══ DATA FOR REVIEW
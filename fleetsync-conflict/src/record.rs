//! Conflict sources and records

use chrono::Utc;
use fleetsync_core::{
    compute_checksum, ConflictError, ConflictId, ConflictType, Resolution, Timestamp,
};
use serde::{Deserialize, Serialize};

/// Which authority a source snapshot came from.
#[derive(Debug, Clone, PartialEq, Eq, Hash, Serialize, Deserialize)]
#[cfg_attr(feature = "openapi", derive(utoipa::ToSchema))]
#[serde(tag = "kind", rename_all = "snake_case")]
pub enum SourceOrigin {
    /// The coordinator (web admin) copy.
    Center,
    /// An edge agent's copy.
    Edge {
        #[serde(default, skip_serializing_if = "Option::is_none")]
        edge_id: Option<String>,
    },
}

impl SourceOrigin {
    pub fn edge(edge_id: impl Into<String>) -> Self {
        SourceOrigin::Edge {
            edge_id: Some(edge_id.into()),
        }
    }

    pub fn is_center(&self) -> bool {
        matches!(self, SourceOrigin::Center)
    }

    pub fn is_edge(&self) -> bool {
        matches!(self, SourceOrigin::Edge { .. })
    }
}

/// A snapshot of a record as seen by one authority. Immutable once built.
#[derive(Debug, Clone, PartialEq, Serialize, Deserialize)]
#[cfg_attr(feature = "openapi", derive(utoipa::ToSchema))]
pub struct ConflictSource {
    pub origin: SourceOrigin,
    #[cfg_attr(feature = "openapi", schema(value_type = Object))]
    pub data: serde_json::Value,
    pub version: u64,
    #[cfg_attr(feature = "openapi", schema(value_type = String, format = "date-time"))]
    pub timestamp: Timestamp,
    #[serde(default, skip_serializing_if = "Option::is_none")]
    pub checksum: Option<String>,
}

impl ConflictSource {
    pub fn new(
        origin: SourceOrigin,
        data: serde_json::Value,
        version: u64,
        timestamp: Timestamp,
    ) -> Self {
        Self {
            origin,
            data,
            version,
            timestamp,
            checksum: None,
        }
    }

    pub fn center(data: serde_json::Value, version: u64, timestamp: Timestamp) -> Self {
        Self::new(SourceOrigin::Center, data, version, timestamp)
    }

    pub fn edge(
        edge_id: impl Into<String>,
        data: serde_json::Value,
        version: u64,
        timestamp: Timestamp,
    ) -> Self {
        Self::new(SourceOrigin::edge(edge_id), data, version, timestamp)
    }

    /// Attach the SHA-256 checksum of `data`.
    pub fn with_checksum(mut self) -> Self {
        self.checksum = Some(compute_checksum(&self.data));
        self
    }

    /// True when the two snapshots carry different data. Checksums are
    /// compared when both sides have one, the payloads otherwise.
    pub fn data_differs(&self, other: &ConflictSource) -> bool {
        match (&self.checksum, &other.checksum) {
            (Some(a), Some(b)) => a != b,
            _ => self.data != other.data,
        }
    }
}

/// A detected disagreement between sources of one logical record.
#[derive(Debug, Clone, PartialEq, Serialize, Deserialize)]
#[cfg_attr(feature = "openapi", derive(utoipa::ToSchema))]
pub struct ConflictRecord {
    pub id: ConflictId,
    pub path: String,
    pub conflict_type: ConflictType,
    pub sources: Vec<ConflictSource>,
    /// Stays `manual` until a resolution succeeds.
    #[serde(default)]
    pub resolution: Resolution,
    #[serde(default, skip_serializing_if = "Option::is_none")]
    pub resolved_by: Option<String>,
    #[serde(default, skip_serializing_if = "Option::is_none")]
    #[cfg_attr(feature = "openapi", schema(value_type = Option<String>, format = "date-time"))]
    pub resolved_at: Option<Timestamp>,
    #[serde(default = "chrono::Utc::now")]
    #[cfg_attr(feature = "openapi", schema(value_type = String, format = "date-time"))]
    pub detected_at: Timestamp,
}

impl ConflictRecord {
    /// Build an unresolved record. At least two sources are required.
    pub fn new(
        path: impl Into<String>,
        conflict_type: ConflictType,
        sources: Vec<ConflictSource>,
    ) -> Result<Self, ConflictError> {
        if sources.len() < 2 {
            return Err(ConflictError::InsufficientSources {
                count: sources.len(),
            });
        }
        Ok(Self {
            id: ConflictId::now_v7(),
            path: path.into(),
            conflict_type,
            sources,
            resolution: Resolution::Manual,
            resolved_by: None,
            resolved_at: None,
            detected_at: Utc::now(),
        })
    }

    pub fn is_resolved(&self) -> bool {
        self.resolved_at.is_some()
    }

    /// First source from the given authority.
    pub fn source_from(&self, center: bool) -> Option<&ConflictSource> {
        self.sources
            .iter()
            .find(|s| if center { s.origin.is_center() } else { s.origin.is_edge() })
    }

    pub(crate) fn mark_resolved(&mut self, resolution: Resolution, resolved_by: &str, at: Timestamp) {
        self.resolution = resolution;
        self.resolved_by = Some(resolved_by.to_string());
        self.resolved_at = Some(at);
    }
}

#[cfg(test)]
mod tests {
    use super::*;
    use serde_json::json;

    #[test]
    fn test_record_requires_two_sources() {
        let only = vec![ConflictSource::center(json!({}), 1, Utc::now())];
        assert_eq!(
            ConflictRecord::new("sites.hq", ConflictType::DataMismatch, only),
            Err(ConflictError::InsufficientSources { count: 1 })
        );
    }

    #[test]
    fn test_checksums_take_priority_over_data() {
        let now = Utc::now();
        let a = ConflictSource::center(json!({"a": 1, "b": 2}), 1, now).with_checksum();
        let b = ConflictSource::edge("e1", json!({"b": 2, "a": 1}), 1, now).with_checksum();
        assert!(!a.data_differs(&b));

        // A stale checksum hides a payload difference, as the agent vouched for it.
        let mut c = b.clone();
        c.data = json!({"a": 9});
        assert!(!a.data_differs(&c));

        c.checksum = None;
        assert!(a.data_differs(&c));
    }

    #[test]
    fn test_origin_wire_format() {
        let json = serde_json::to_value(SourceOrigin::edge("controller-4")).expect("serialize");
        assert_eq!(json, json!({"kind": "edge", "edge_id": "controller-4"}));
        let center: SourceOrigin = serde_json::from_value(json!({"kind": "center"})).expect("parse");
        assert!(center.is_center());
    }

    #[test]
    fn test_new_record_is_manual() {
        let now = Utc::now();
        let record = ConflictRecord::new(
            "dashboards.main",
            ConflictType::VersionConflict,
            vec![
                ConflictSource::center(json!(1), 2, now),
                ConflictSource::edge("e", json!(1), 1, now),
            ],
        )
        .expect("two sources");
        assert_eq!(record.resolution, Resolution::Manual);
        assert!(!record.is_resolved());
        assert_eq!(record.source_from(false).map(|s| s.version), Some(1));
    }
}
════
■ **YOUR TASK**: The answer should hold only the lines from the start of the records above through the line containing "pub fn is_edge(&self)", each set down exactly.

■ **SOLUTION**:
filename fleetsync-conflict/src/record.rs
//! Conflict sources and records

use chrono::Utc;
use fleetsync_core::{
    compute_checksum, ConflictError, ConflictId, ConflictType, Resolution, Timestamp,
};
use serde::{Deserialize, Serialize};

/// Which authority a source snapshot came from.
#[derive(Debug, Clone, PartialEq, Eq, Hash, Serialize, Deserialize)]
#[cfg_attr(feature = "openapi", derive(utoipa::ToSchema))]
#[serde(tag = "kind", rename_all = "snake_case")]
pub enum SourceOrigin {
    /// The coordinator (web admin) copy.
    Center,
    /// An edge agent's copy.
    Edge {
        #[serde(default, skip_serializing_if = "Option::is_none")]
        edge_id: Option<String>,
    },
}

impl SourceOrigin {
    pub fn edge(edge_id: impl Into<String>) -> Self {
        SourceOrigin::Edge {
            edge_id: Some(edge_id.into()),
        }
    }

    pub fn is_center(&self) -> bool {
        matches!(self, SourceOrigin::Center)
    }

    pub fn is_edge(&self) -> bool {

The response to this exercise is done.